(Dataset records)

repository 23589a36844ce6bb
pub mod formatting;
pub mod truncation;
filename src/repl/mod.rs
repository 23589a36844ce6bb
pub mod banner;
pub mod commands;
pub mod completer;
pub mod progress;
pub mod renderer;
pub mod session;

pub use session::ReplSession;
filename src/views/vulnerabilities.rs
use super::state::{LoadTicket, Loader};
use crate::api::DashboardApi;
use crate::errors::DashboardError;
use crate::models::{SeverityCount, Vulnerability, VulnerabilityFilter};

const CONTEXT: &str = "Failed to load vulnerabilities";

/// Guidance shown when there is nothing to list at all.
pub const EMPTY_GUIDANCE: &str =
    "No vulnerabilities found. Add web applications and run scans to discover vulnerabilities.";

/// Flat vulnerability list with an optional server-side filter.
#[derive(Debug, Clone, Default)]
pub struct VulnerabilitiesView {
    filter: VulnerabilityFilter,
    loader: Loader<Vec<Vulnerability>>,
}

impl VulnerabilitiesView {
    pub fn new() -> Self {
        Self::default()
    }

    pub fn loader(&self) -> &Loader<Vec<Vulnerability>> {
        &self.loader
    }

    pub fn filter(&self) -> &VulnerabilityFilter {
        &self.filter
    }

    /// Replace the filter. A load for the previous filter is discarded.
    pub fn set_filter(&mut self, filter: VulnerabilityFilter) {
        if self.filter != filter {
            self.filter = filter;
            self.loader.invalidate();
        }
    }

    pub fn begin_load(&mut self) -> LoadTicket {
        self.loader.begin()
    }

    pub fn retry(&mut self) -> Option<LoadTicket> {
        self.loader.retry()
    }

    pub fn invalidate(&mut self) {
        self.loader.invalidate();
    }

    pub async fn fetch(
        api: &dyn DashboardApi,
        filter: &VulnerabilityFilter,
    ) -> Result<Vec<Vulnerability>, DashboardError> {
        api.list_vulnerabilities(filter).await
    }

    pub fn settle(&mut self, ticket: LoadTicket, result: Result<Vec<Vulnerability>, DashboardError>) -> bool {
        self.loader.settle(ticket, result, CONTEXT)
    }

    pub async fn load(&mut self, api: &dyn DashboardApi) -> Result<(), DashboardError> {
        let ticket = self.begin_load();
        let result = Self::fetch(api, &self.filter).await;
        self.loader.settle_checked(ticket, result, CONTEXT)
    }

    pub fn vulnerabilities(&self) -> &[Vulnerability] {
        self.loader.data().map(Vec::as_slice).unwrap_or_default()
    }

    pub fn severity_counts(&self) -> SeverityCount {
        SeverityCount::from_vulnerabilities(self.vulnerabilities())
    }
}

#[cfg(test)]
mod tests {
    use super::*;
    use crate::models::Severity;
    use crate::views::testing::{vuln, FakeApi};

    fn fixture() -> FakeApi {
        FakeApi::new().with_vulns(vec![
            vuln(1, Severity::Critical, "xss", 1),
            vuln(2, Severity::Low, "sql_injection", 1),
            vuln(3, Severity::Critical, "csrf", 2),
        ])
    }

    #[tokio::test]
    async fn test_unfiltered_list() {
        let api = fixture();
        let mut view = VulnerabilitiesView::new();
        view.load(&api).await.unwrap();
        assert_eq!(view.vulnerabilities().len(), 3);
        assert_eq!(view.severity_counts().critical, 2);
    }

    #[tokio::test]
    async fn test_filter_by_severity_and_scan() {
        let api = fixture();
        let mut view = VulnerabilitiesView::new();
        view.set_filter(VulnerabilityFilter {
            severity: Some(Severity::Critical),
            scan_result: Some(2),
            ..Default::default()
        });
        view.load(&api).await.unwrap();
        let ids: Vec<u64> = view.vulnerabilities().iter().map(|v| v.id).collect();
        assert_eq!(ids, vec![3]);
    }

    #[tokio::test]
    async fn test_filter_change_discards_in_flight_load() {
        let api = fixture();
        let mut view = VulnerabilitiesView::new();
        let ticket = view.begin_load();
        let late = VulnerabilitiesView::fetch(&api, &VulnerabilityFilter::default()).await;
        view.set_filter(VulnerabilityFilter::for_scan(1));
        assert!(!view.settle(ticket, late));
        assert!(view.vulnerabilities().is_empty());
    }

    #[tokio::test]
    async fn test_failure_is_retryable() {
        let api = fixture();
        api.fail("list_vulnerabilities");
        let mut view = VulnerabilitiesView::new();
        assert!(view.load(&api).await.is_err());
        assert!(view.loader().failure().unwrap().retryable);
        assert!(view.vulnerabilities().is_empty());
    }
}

→ **To do**: The expected output is every record, repeated exactly.

→ **Your response**:
repository 23589a36844ce6bb
pub mod formatting;
pub mod truncation;
filename src/repl/mod.rs
repository 23589a36844ce6bb
pub mod banner;
pub mod commands;
pub mod completer;
pub mod progress;
pub mod renderer;
pub mod session;

pub use session::ReplSession;
filename src/views/vulnerabilities.rs
use super::state::{LoadTicket, Loader};
use crate::api::DashboardApi;
use crate::errors::DashboardError;
use crate::models::{SeverityCount, Vulnerability, VulnerabilityFilter};

const CONTEXT: &str = "Failed to load vulnerabilities";

/// Guidance shown when there is nothing to list at all.
pub const EMPTY_GUIDANCE: &str =
    "No vulnerabilities found. Add web applications and run scans to discover vulnerabilities.";

/// Flat vulnerability list with an optional server-side filter.
#[derive(Debug, Clone, Default)]
pub struct VulnerabilitiesView {
    filter: VulnerabilityFilter,
    loader: Loader<Vec<Vulnerability>>,
}

impl VulnerabilitiesView {
    pub fn new() -> Self {
        Self::default()
    }

    pub fn loader(&self) -> &Loader<Vec<Vulnerability>> {
        &self.loader
    }

    pub fn filter(&self) -> &VulnerabilityFilter {
        &self.filter
    }

    /// Replace the filter. A load for the previous filter is discarded.
    pub fn set_filter(&mut self, filter: VulnerabilityFilter) {
        if self.filter != filter {
            self.filter = filter;
            self.loader.invalidate();
        }
    }

    pub fn begin_load(&mut self) -> LoadTicket {
        self.loader.begin()
    }

    pub fn retry(&mut self) -> Option<LoadTicket> {
        self.loader.retry()
    }

    pub fn invalidate(&mut self) {
        self.loader.invalidate();
    }

    pub async fn fetch(
        api: &dyn DashboardApi,
        filter: &VulnerabilityFilter,
    ) -> Result<Vec<Vulnerability>, DashboardError> {
        api.list_vulnerabilities(filter).await
    }

    pub fn settle(&mut self, ticket: LoadTicket, result: Result<Vec<Vulnerability>, DashboardError>) -> bool {
        self.loader.settle(ticket, result, CONTEXT)
    }

    pub async fn load(&mut self, api: &dyn DashboardApi) -> Result<(), DashboardError> {
        let ticket = self.begin_load();
        let result = Self::fetch(api, &self.filter).await;
        self.loader.settle_checked(ticket, result, CONTEXT)
    }

    pub fn vulnerabilities(&self) -> &[Vulnerability] {
        self.loader.data().map(Vec::as_slice).unwrap_or_default()
    }

    pub fn severity_counts(&self) -> SeverityCount {
        SeverityCount::from_vulnerabilities(self.vulnerabilities())
    }
}

#[cfg(test)]
mod tests {
    use super::*;
    use crate::models::Severity;
    use crate::views::testing::{vuln, FakeApi};

    fn fixture() -> FakeApi {
        FakeApi::new().with_vulns(vec![
            vuln(1, Severity::Critical, "xss", 1),
            vuln(2, Severity::Low, "sql_injection", 1),
            vuln(3, Severity::Critical, "csrf", 2),
        ])
    }

    #[tokio::test]
    async fn test_unfiltered_list() {
        let api = fixture();
        let mut view = VulnerabilitiesView::new();
        view.load(&api).await.unwrap();
        assert_eq!(view.vulnerabilities().len(), 3);
        assert_eq!(view.severity_counts().critical, 2);
    }

    #[tokio::test]
    async fn test_filter_by_severity_and_scan() {
        let api = fixture();
        let mut view = VulnerabilitiesView::new();
        view.set_filter(VulnerabilityFilter {
            severity: Some(Severity::Critical),
            scan_result: Some(2),
            ..Default::default()
        });
        view.load(&api).await.unwrap();
        let ids: Vec<u64> = view.vulnerabilities().iter().map(|v| v.id).collect();
        assert_eq!(ids, vec![3]);
    }

    #[tokio::test]
    async fn test_filter_change_discards_in_flight_load() {
        let api = fixture();
        let mut view = VulnerabilitiesView::new();
        let ticket = view.begin_load();
        let late = VulnerabilitiesView::fetch(&api, &VulnerabilityFilter::default()).await;
        view.set_filter(VulnerabilityFilter::for_scan(1));
        assert!(!view.settle(ticket, late));
        assert!(view.vulnerabilities().is_empty());
    }

    #[tokio::test]
    async fn test_failure_is_retryable() {
        let api = fixture();
        api.fail("list_vulnerabilities");
        let mut view = VulnerabilitiesView::new();
        assert!(view.load(&api).await.is_err());
        assert!(view.loader().failure().unwrap().retryable);
        assert!(view.vulnerabilities().is_empty());
    }
}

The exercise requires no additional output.